Top of DATASET RECORDS

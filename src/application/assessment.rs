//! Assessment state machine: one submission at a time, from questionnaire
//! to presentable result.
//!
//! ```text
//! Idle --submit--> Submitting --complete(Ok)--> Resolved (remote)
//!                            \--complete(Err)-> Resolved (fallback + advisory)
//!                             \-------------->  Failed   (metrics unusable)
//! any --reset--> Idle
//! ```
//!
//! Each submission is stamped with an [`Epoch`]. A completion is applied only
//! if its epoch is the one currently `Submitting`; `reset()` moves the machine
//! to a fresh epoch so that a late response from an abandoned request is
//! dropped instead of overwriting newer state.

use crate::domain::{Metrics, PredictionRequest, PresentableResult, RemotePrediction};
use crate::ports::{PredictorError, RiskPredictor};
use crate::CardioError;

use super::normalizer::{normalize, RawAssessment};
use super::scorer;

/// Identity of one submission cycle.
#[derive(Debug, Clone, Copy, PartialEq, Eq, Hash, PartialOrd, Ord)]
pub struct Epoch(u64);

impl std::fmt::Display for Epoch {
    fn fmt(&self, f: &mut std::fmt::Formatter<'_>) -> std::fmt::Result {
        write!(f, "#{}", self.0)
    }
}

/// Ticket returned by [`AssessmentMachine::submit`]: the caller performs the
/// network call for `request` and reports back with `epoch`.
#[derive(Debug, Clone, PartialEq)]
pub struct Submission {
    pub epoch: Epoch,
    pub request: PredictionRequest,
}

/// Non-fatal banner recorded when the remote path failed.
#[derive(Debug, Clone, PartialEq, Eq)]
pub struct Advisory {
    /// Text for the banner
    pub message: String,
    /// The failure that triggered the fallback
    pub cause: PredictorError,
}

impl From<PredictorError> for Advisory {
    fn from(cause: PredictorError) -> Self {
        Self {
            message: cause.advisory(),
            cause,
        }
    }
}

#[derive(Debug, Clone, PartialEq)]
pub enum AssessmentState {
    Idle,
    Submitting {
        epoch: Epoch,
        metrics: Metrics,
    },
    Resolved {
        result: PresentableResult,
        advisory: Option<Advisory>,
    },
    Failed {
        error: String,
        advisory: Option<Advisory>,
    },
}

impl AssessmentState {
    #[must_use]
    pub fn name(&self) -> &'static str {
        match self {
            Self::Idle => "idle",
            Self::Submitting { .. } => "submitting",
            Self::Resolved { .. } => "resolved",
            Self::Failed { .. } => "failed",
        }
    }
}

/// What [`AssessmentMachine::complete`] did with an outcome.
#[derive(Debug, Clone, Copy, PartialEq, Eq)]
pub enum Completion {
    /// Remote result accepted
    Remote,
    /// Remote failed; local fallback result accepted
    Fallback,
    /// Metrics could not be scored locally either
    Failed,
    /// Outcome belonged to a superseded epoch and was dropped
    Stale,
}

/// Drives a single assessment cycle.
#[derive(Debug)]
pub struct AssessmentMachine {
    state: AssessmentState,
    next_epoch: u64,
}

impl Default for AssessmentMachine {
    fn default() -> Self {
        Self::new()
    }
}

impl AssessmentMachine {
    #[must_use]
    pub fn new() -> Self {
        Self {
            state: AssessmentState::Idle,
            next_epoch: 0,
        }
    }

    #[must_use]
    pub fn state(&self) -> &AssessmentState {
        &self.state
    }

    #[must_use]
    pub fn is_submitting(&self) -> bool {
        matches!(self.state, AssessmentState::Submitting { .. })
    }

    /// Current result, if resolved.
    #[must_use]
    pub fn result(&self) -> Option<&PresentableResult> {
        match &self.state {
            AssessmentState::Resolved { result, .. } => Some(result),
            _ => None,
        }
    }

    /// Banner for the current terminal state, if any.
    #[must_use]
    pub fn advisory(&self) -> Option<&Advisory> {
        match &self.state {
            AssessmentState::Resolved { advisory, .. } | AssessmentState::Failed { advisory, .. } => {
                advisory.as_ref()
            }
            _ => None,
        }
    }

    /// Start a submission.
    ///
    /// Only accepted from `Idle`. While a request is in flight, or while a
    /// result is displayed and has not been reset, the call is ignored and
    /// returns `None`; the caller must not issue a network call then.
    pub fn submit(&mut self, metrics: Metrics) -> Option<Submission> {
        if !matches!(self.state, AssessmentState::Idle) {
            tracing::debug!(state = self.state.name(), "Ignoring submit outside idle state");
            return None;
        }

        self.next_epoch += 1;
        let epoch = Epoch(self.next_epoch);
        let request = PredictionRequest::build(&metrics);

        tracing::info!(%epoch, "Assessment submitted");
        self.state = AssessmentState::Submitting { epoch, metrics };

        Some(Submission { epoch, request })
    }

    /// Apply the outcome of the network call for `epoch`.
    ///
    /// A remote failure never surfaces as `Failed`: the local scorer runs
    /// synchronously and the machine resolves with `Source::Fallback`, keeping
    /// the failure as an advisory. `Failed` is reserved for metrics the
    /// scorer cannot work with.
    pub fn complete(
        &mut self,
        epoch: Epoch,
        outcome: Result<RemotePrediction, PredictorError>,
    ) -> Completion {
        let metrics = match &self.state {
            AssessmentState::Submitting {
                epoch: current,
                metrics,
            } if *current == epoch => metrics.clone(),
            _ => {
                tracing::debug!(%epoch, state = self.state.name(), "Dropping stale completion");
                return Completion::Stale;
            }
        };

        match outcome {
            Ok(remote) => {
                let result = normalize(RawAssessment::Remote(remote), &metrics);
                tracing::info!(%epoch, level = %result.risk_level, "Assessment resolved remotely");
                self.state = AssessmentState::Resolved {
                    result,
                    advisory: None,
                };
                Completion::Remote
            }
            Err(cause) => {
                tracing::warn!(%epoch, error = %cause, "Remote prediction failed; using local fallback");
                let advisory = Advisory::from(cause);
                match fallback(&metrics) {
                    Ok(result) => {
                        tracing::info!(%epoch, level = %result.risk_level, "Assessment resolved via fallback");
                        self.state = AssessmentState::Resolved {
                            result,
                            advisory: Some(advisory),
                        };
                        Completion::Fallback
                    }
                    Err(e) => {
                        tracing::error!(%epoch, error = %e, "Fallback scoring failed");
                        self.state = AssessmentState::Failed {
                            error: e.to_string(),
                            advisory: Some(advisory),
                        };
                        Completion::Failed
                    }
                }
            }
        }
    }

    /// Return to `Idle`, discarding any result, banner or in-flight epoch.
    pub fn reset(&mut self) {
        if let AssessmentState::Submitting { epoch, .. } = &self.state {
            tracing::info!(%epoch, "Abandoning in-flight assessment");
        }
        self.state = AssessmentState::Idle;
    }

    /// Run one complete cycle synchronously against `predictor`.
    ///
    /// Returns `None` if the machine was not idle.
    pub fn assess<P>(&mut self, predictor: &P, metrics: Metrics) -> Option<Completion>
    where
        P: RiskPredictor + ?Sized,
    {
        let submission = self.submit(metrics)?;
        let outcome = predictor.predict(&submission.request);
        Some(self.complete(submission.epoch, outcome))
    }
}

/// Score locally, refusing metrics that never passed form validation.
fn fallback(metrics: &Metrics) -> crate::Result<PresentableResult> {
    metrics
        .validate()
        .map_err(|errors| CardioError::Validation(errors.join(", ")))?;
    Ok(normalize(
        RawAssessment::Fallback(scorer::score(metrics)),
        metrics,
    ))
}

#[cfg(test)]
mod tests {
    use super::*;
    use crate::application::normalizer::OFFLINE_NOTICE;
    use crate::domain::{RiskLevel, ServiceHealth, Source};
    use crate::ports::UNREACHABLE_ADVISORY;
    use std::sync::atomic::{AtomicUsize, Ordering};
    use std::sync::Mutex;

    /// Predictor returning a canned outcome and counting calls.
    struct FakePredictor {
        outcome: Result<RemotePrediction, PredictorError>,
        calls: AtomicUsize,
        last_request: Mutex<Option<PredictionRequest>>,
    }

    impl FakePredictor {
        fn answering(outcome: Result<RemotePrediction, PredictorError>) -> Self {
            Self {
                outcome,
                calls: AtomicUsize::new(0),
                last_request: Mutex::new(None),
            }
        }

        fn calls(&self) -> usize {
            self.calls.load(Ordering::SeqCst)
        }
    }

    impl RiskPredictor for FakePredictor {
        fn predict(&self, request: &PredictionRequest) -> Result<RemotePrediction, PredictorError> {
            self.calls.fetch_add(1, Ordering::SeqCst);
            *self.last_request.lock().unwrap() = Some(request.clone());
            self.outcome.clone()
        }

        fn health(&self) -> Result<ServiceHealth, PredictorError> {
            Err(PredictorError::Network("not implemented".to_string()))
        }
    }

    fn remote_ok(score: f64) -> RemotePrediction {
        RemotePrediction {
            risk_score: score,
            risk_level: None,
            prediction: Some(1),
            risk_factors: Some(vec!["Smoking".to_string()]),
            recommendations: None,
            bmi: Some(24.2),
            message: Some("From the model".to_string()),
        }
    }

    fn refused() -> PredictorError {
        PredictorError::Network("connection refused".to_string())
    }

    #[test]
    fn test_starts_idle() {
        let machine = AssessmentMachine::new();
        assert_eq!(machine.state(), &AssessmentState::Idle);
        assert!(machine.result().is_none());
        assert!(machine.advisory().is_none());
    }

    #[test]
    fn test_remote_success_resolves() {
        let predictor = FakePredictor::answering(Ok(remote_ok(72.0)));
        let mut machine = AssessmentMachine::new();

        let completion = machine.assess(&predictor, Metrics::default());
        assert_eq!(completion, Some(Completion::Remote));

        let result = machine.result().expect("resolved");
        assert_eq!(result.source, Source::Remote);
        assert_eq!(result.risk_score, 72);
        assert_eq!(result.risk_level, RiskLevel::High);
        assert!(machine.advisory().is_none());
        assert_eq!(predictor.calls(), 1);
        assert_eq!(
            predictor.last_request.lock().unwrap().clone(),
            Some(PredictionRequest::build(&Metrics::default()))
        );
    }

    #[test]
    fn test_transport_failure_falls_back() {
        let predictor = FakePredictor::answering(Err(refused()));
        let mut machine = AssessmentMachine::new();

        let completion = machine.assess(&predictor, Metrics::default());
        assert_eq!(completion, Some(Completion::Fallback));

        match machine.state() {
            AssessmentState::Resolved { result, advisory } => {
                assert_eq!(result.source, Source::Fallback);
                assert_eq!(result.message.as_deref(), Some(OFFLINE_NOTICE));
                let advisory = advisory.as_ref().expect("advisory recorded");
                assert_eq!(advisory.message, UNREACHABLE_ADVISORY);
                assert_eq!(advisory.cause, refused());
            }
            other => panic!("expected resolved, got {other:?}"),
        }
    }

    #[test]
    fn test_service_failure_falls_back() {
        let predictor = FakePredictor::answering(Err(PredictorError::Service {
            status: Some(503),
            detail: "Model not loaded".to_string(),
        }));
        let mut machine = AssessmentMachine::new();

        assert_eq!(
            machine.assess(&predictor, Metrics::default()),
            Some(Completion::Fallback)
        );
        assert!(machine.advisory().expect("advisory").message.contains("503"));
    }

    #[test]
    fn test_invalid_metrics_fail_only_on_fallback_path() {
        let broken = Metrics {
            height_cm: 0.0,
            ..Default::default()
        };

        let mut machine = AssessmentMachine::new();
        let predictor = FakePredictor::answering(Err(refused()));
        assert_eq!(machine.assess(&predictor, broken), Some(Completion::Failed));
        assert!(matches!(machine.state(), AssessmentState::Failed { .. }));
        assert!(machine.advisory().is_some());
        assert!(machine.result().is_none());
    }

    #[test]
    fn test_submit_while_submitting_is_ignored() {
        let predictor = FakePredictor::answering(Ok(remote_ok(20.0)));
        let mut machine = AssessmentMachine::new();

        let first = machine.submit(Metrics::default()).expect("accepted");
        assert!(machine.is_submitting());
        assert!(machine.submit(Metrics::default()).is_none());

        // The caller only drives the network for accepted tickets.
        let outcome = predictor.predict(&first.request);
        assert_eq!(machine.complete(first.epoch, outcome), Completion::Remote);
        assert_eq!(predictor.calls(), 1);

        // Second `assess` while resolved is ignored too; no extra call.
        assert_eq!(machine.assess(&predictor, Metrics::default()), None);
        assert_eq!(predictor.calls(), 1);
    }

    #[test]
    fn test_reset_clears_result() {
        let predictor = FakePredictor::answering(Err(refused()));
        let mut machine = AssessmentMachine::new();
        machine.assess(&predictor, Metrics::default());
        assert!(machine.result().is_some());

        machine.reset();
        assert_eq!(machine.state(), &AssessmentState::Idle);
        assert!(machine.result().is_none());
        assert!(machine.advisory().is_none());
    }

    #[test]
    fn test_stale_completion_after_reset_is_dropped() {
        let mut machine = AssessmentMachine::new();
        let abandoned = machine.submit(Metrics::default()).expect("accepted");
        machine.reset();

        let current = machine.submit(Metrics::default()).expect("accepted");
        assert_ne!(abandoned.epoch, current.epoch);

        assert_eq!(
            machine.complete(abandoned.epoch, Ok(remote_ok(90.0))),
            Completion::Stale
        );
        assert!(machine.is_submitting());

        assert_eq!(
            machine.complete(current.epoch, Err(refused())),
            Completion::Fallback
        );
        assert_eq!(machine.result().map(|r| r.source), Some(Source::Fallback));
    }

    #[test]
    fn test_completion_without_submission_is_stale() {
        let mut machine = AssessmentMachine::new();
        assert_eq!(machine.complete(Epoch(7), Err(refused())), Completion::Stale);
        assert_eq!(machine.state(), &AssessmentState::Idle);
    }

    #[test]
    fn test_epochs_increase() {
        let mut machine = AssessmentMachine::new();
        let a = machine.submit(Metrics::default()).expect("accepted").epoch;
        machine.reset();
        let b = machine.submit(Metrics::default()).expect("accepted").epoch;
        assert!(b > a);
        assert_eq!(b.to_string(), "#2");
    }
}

Bottom of DATASET RECORDS

• [AIM OF THE EXERCISE]:
After reading the records above, say how many lines hold the string "cycle", using only a number.

• [ANSWER BOX]:
3